Fertility and sexual development are often major concerns for patients with Turner syndrome. The ovaries develop but typically degenerate during fetal life or in early childhood. However, spontaneous menstruation and childbirth occur in 2 to 5 percent of patient with Turner syndrome, which may be explained by substantial 46,XX/45,X mosaicism, with normal cell populations existing in the ovaries.19 Because spontaneous pregnancy is possible, patients should be counseled about birth control if sexually active.

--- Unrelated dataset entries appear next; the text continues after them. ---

use fofou_common::api_error::ApiErrorCode;
use fofou_common::config::ForumConfig;
use fofou_common::draft::SubmissionDraft;
use fofou_common::post::TopicId;
use fofou_common::prefs::{MemoryStore, Preferences};
use fofou_common::submit::{SubmitOutcome, SubmitRequest, Submitter};
use fofou_common::token::IdempotencyToken;
use fofou_common::ForumError;
use fofou_client_integration::harness::ForumSim;
use fofou_client_integration::{init_tracing, RecordingPage, TestButton, TestFile};

type TestSubmitter = Submitter<ForumSim, MemoryStore, RecordingPage>;

fn setup(page: RecordingPage) -> (TestSubmitter, ForumSim, RecordingPage, MemoryStore) {
    init_tracing();
    let sim = ForumSim::new();
    let store = MemoryStore::new();
    let submitter = Submitter::new(
        ForumConfig::default(),
        sim.clone(),
        Preferences::new(store.clone()),
        page.clone(),
    );
    (submitter, sim, page, store)
}

fn draft(subject: &str, message: &str) -> SubmissionDraft<TestFile> {
    let mut draft = SubmissionDraft::new(IdempotencyToken::generate());
    draft.subject = subject.to_string();
    draft.message = message.to_string();
    draft
}

/// Update mode sends only `message` and follows the new post's permalink.
#[tokio::test(flavor = "current_thread")]
async fn update_sends_only_message_and_navigates() {
    let (submitter, sim, page, _) = setup(RecordingPage::default());
    sim.reply_with(r#"{"success":true,"longid":42}"#);

    let outcome = submitter
        .submit(SubmitRequest::new(draft("ignored", "ignored")).with_message("hi"))
        .await;

    assert_eq!(outcome, SubmitOutcome::Navigated("/p/42".into()));
    let req = sim.last_request().expect("one request");
    assert_eq!(req.url, "/api");
    assert_eq!(req.names(), vec!["message"]);
    assert_eq!(req.text("message"), Some("hi"));
    assert_eq!(page.navigations.borrow().as_slice(), ["/p/42"]);
}

/// A too-short message is rejected with the table text and a fresh token.
#[tokio::test(flavor = "current_thread")]
async fn rejection_shows_message_and_rotates_token() {
    let (submitter, sim, page, _) = setup(RecordingPage::default());
    let d = draft("subject", "x");
    let before = d.token.clone();

    let outcome = submitter.submit(SubmitRequest::new(d)).await;

    let SubmitOutcome::Rejected { code, token } = outcome else {
        panic!("expected a rejection");
    };
    assert_eq!(code, Some(ApiErrorCode::MessageTooShort));
    assert_ne!(token, before);
    assert!(token.is_well_formed());
    assert_eq!(page.current_token(), Some(token));
    assert!(page.last_alert().unwrap().contains("正文内容过短"));
    assert_eq!(sim.requests().len(), 1);
}

/// Resubmitting with the rotated token is not mistaken for a duplicate.
#[tokio::test(flavor = "current_thread")]
async fn retry_with_rotated_token_is_accepted() {
    let (submitter, sim, page, _) = setup(RecordingPage::default());
    sim.set_next_longid(77);

    let first = draft("subject", "x");
    let outcome = submitter.submit(SubmitRequest::new(first.clone())).await;
    assert!(matches!(outcome, SubmitOutcome::Rejected { .. }));

    // Same token again: the server has already seen it.
    let mut replay = first.clone();
    replay.message = "long enough now".into();
    let outcome = submitter.submit(SubmitRequest::new(replay)).await;
    assert_eq!(
        outcome,
        SubmitOutcome::Rejected {
            code: Some(ApiErrorCode::BadRequest),
            token: page.current_token().unwrap(),
        }
    );

    let mut retry = first;
    retry.message = "long enough now".into();
    retry.token = page.current_token().unwrap();
    let outcome = submitter.submit(SubmitRequest::new(retry)).await;
    assert_eq!(outcome, SubmitOutcome::Navigated("/p/77".into()));
}

/// Every known code is shown with its table text; unknown codes show no text.
#[tokio::test(flavor = "current_thread")]
async fn every_error_code_maps_to_its_message() {
    let (submitter, sim, page, _) = setup(RecordingPage::default());
    for code in ApiErrorCode::known() {
        sim.reply_with(&format!(r#"{{"success":false,"error":"{}"}}"#, code.as_str()));
        submitter.submit(SubmitRequest::new(draft("s", "m"))).await;
        let alert = page.last_alert().unwrap();
        assert_eq!(
            alert,
            format!("发生错误：\ncode: {}\n{}", code.as_str(), code.message().unwrap())
        );
    }

    sim.reply_with(r#"{"success":false,"error":"flood-control"}"#);
    let outcome = submitter.submit(SubmitRequest::new(draft("s", "m"))).await;
    assert!(matches!(
        outcome,
        SubmitOutcome::Rejected { code: Some(ApiErrorCode::Unknown(ref c)), .. } if c == "flood-control"
    ));
    assert_eq!(page.last_alert().unwrap(), "发生错误：\ncode: flood-control\n");
}

/// Options are remembered exactly as submitted, empty when absent.
#[tokio::test(flavor = "current_thread")]
async fn successful_post_persists_options() {
    let (submitter, _sim, _page, store) = setup(RecordingPage::default());
    let prefs = Preferences::new(store);

    let mut d = draft("s", "hello world");
    d.options = Some("sage".into());
    submitter.submit(SubmitRequest::new(d)).await;
    assert_eq!(prefs.options().as_deref(), Some("sage"));

    submitter.submit(SubmitRequest::new(draft("s", "hello again"))).await;
    assert_eq!(prefs.options().as_deref(), Some(""));
}

/// Failed submissions leave the remembered options alone.
#[tokio::test(flavor = "current_thread")]
async fn failed_post_keeps_previous_options() {
    let (submitter, _sim, _page, store) = setup(RecordingPage::default());
    let prefs = Preferences::new(store);
    prefs.save_options("previous").unwrap();

    let mut d = draft("s", "x");
    d.options = Some("new".into());
    submitter.submit(SubmitRequest::new(d)).await;
    assert_eq!(prefs.options().as_deref(), Some("previous"));
}

/// The redirect marker keeps the poster on the page.
#[tokio::test(flavor = "current_thread")]
async fn no_redirect_marker_reloads() {
    let (submitter, _sim, page, _) = setup(RecordingPage::default());
    let mut d = draft("s", "hello world");
    d.options = Some("sage nonoko".into());

    let outcome = submitter.submit(SubmitRequest::new(d)).await;

    assert_eq!(outcome, SubmitOutcome::Reloaded);
    assert_eq!(page.reloads.get(), 1);
    assert!(page.navigations.borrow().is_empty());
}

/// A reply carries the full draft, including image and captcha proof.
#[tokio::test(flavor = "current_thread")]
async fn reply_payload_fields() {
    let (submitter, sim, _page, _) = setup(RecordingPage::with_captcha("03AGdBq2"));
    sim.add_topic(12, false);
    sim.require_captcha(true);

    let mut d = draft("", "replying with a picture");
    d.topic = TopicId(12);
    d.image = Some(TestFile::new("cat.PNG", b"\x89PNG"));
    let token = d.token.clone();

    let outcome = submitter.submit(SubmitRequest::new(d)).await;

    assert!(matches!(outcome, SubmitOutcome::Navigated(_)));
    let req = sim.last_request().unwrap();
    assert_eq!(
        req.names(),
        vec!["subject", "message", "image", "topic", "uuid", "options", "token"]
    );
    assert_eq!(req.text("topic"), Some("12"));
    assert_eq!(req.text("uuid"), Some(token.as_str()));
    assert_eq!(req.text("token"), Some("03AGdBq2"));
    assert_eq!(req.file().unwrap().name, "cat.PNG");
}

/// Without a captcha widget the field is simply left out.
#[tokio::test(flavor = "current_thread")]
async fn missing_captcha_is_not_fatal() {
    let (submitter, sim, page, _) = setup(RecordingPage::default());
    sim.require_captcha(true);

    submitter.submit(SubmitRequest::new(draft("s", "hello world"))).await;

    let req = sim.last_request().unwrap();
    assert!(req.text("token").is_none());
    assert!(page.last_alert().unwrap().contains("请完成验证"));
}

/// Image checks surface the matching codes.
#[tokio::test(flavor = "current_thread")]
async fn image_rejections() {
    let (submitter, sim, page, _) = setup(RecordingPage::default());

    let mut d = draft("s", "");
    d.image = Some(TestFile::new("notes.txt", b"hi"));
    submitter.submit(SubmitRequest::new(d)).await;
    assert!(page.last_alert().unwrap().contains("图片格式不支持"));

    sim.disable_image_upload(true);
    let mut d = draft("s", "");
    d.image = Some(TestFile::new("cat.jpg", b"\xff\xd8"));
    submitter.submit(SubmitRequest::new(d)).await;
    assert!(page.last_alert().unwrap().contains("禁止上传图片"));
}

/// Replies to a locked topic are refused.
#[tokio::test(flavor = "current_thread")]
async fn locked_topic() {
    let (submitter, sim, page, _) = setup(RecordingPage::default());
    sim.add_topic(3, true);
    let mut d = draft("", "too late to reply");
    d.topic = TopicId(3);

    submitter.submit(SubmitRequest::new(d)).await;

    assert!(page.last_alert().unwrap().contains("主题已被锁定"));
}

/// The button is disabled for the request and re-enabled afterwards,
/// whatever the result.
#[tokio::test(flavor = "current_thread")]
async fn trigger_disabled_during_request() {
    let (submitter, sim, _page, _) = setup(RecordingPage::default());

    let button = TestButton::default();
    submitter
        .submit(SubmitRequest::new(draft("s", "hello world")).with_trigger(&button))
        .await;
    assert_eq!(button.history.borrow().as_slice(), [true, false]);

    sim.reply_with("not json");
    let button = TestButton::default();
    submitter
        .submit(SubmitRequest::new(draft("s", "hello world")).with_trigger(&button))
        .await;
    assert_eq!(button.history.borrow().as_slice(), [true, false]);
    assert!(!button.disabled.get());
}

/// Unparseable bodies are reported verbatim and the token is kept.
#[tokio::test(flavor = "current_thread")]
async fn malformed_body_is_reported_without_rotation() {
    let (submitter, sim, page, _) = setup(RecordingPage::default());
    sim.reply_with("<html>502 Bad Gateway</html>");

    let outcome = submitter.submit(SubmitRequest::new(draft("s", "hello world"))).await;

    assert!(matches!(outcome, SubmitOutcome::Failed(ForumError::MalformedResponse(_))));
    assert!(page.last_alert().unwrap().starts_with("发生错误：\nmalformed response"));
    assert_eq!(page.current_token(), None);
}

/// Transport failures are reported and nothing is retried.
#[tokio::test(flavor = "current_thread")]
async fn offline_submission() {
    let (submitter, sim, page, _) = setup(RecordingPage::default());
    sim.set_offline(true);

    let outcome = submitter.submit(SubmitRequest::new(draft("s", "hello world"))).await;

    assert_eq!(
        outcome,
        SubmitOutcome::Failed(ForumError::Transport("connection refused".into()))
    );
    assert_eq!(page.alerts.borrow().len(), 1);
    assert!(sim.requests().is_empty());
}

/// A success callback runs instead of navigation.
#[tokio::test(flavor = "current_thread")]
async fn success_callback_runs_once() {
    let (submitter, _sim, page, _) = setup(RecordingPage::default());
    let calls = std::cell::Cell::new(0);

    let outcome = submitter
        .submit(
            SubmitRequest::new(draft("s", "x"))
                .with_message("edited body")
                .on_success(|| calls.set(calls.get() + 1)),
        )
        .await;

    assert_eq!(outcome, SubmitOutcome::Callback);
    assert_eq!(calls.get(), 1);
    assert!(page.navigations.borrow().is_empty());
    assert_eq!(page.reloads.get(), 0);
}

/// A moderator command answers with the applied operation and no post id,
/// so the page reloads in place.
#[tokio::test(flavor = "current_thread")]
async fn moderator_operation_reloads() {
    let (submitter, sim, page, _) = setup(RecordingPage::default());
    sim.reply_with(r#"{"success":true,"mod-operation":"!!lock","topic":12}"#);

    let outcome = submitter
        .submit(SubmitRequest::new(draft("s", "m")).with_message("!!lock"))
        .await;

    assert_eq!(outcome, SubmitOutcome::Reloaded);
    assert_eq!(page.reloads.get(), 1);
    assert!(page.navigations.borrow().is_empty());
}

Patients with Turner syndrome are likely to ask their family physicians about reproductive potential, and age-appropriate counseling about infertility treatments can markedly mitigate the adverse psychological impact of the diagnosis.12 In vitro fertilization (using oocytes harvested and cryopreserved before ovarian regression is complete) is being studied in young women with Turner syndrome.11 Spontaneous or assisted pregnancy carries substantial risks; therefore, preconception counseling and cardiac echocardiography or magnetic resonance imaging (MRI) are essential. Primary care providers should monitor the pregnancy as part of a multidisciplinary team (e.g., high-risk obstetrics, cardiology, and reproductive endocrinology subspecialists).

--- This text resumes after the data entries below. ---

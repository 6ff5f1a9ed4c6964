//! Thumbnail enlargement with a one-time full-size download.

use crate::error::ForumError;
use crate::prefs::ImageViewMode;

/// Progress label shown when the download fails.
pub const LOAD_FAILED: &str = "加载失败";

#[derive(Clone, Debug, Default, PartialEq)]
pub enum LoadState {
    #[default]
    Unloaded,
    Loading,
    /// Local object URL of the downloaded image.
    Loaded(String),
    Failed,
}

#[derive(Clone, Copy, Debug, PartialEq, Eq)]
pub enum ImageAction {
    OpenInNewTab,
    /// Start the download, reporting through [`ImageState::progress`]
    /// and finishing with [`ImageState::settle`].
    Fetch,
    /// Enlarged using the already downloaded image.
    Show,
    Shrink,
    /// A download is in flight.
    Ignore,
}

#[derive(Clone, Debug, Default, PartialEq)]
pub struct ImageState {
    pub enlarged: bool,
    pub load: LoadState,
    /// Text of the progress label next to the image.
    pub label: String,
}

impl ImageState {
    pub fn toggle(&mut self, mode: ImageViewMode) -> ImageAction {
        if mode == ImageViewMode::NewTab {
            return ImageAction::OpenInNewTab;
        }
        if self.load == LoadState::Loading {
            return ImageAction::Ignore;
        }
        if self.enlarged {
            self.enlarged = false;
            return ImageAction::Shrink;
        }
        self.enlarged = true;
        if matches!(self.load, LoadState::Loaded(_)) {
            return ImageAction::Show;
        }
        self.load = LoadState::Loading;
        self.label = "0%".to_string();
        ImageAction::Fetch
    }

    /// Update the label from a transfer progress event.
    pub fn progress(&mut self, loaded: f64, total: f64) {
        if self.load != LoadState::Loading {
            return;
        }
        if let Some(label) = progress_label(loaded, total) {
            self.label = label;
        }
    }

    pub fn settle(&mut self, result: Result<String, ForumError>) {
        if self.load != LoadState::Loading {
            return;
        }
        match result {
            Ok(url) => {
                self.load = LoadState::Loaded(url);
                self.label.clear();
            }
            Err(e) => {
                tracing::warn!("Image download failed: {e}");
                self.load = LoadState::Failed;
                self.label = LOAD_FAILED.to_string();
            }
        }
    }

    pub fn class(&self) -> &'static str {
        if self.enlarged {
            "image-large"
        } else {
            "image"
        }
    }

    /// Source to display: the downloaded image once available, else the thumbnail.
    pub fn src<'a>(&'a self, thumbnail: &'a str) -> &'a str {
        match &self.load {
            LoadState::Loaded(url) => url,
            _ => thumbnail,
        }
    }
}

/// Events that end a download request.
#[derive(Clone, Copy, Debug, PartialEq, Eq)]
pub enum TransferEnd {
    Load,
    Error,
    Abort,
    Timeout,
}

impl TransferEnd {
    pub const ALL: [TransferEnd; 4] = [
        TransferEnd::Load,
        TransferEnd::Error,
        TransferEnd::Abort,
        TransferEnd::Timeout,
    ];

    /// DOM event name on `XMLHttpRequest`.
    pub fn event_name(&self) -> &'static str {
        match self {
            TransferEnd::Load => "load",
            TransferEnd::Error => "error",
            TransferEnd::Abort => "abort",
            TransferEnd::Timeout => "timeout",
        }
    }

    pub fn result(&self) -> Result<(), ForumError> {
        match self {
            TransferEnd::Load => Ok(()),
            TransferEnd::Error => Err(ForumError::Transport("network error".into())),
            TransferEnd::Abort => Err(ForumError::Transport("download aborted".into())),
            TransferEnd::Timeout => Err(ForumError::Transport("download timed out".into())),
        }
    }
}

/// Integer percentage, `None` when the total size is unknown.
pub fn progress_label(loaded: f64, total: f64) -> Option<String> {
    if total.is_nan() || total <= 0.0 || !loaded.is_finite() {
        return None;
    }
    let pct = ((loaded / total) * 100.0).clamp(0.0, 100.0) as u32;
    Some(format!("{pct}%"))
}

In addition to reproductive counseling, the transition to adult treatment of Turner syndrome includes management of atherogenic cardiovascular risk factors (e.g., hypertension, diabetes, hyperlipidemia); calcium and vitamin D supplementation to prevent osteoporosis; and ongoing sex hormone therapy. A baseline dual energy x-ray absorptiometry scan to evaluate bone mineral density is recommended at the first adult visit. Adult women should continue to receive high-quality echocardiography or MRI of the aorta every five to 10 years to assess the need for surgical correction of severe aortic root dilatation (which occurs over time in 8 to 42 percent of patients).
The psychosocial impact of Turner syndrome may be substantial for young girls and women. These effects may be caused by (in decreasing order of patient importance) infertility; short stature; and impaired development of sexual characteristics, most importantly lack of libido.12 Physicians should elicit specific concerns from patients, addressing them individually, and should recommend comprehensive school-based psychoeducational assessment.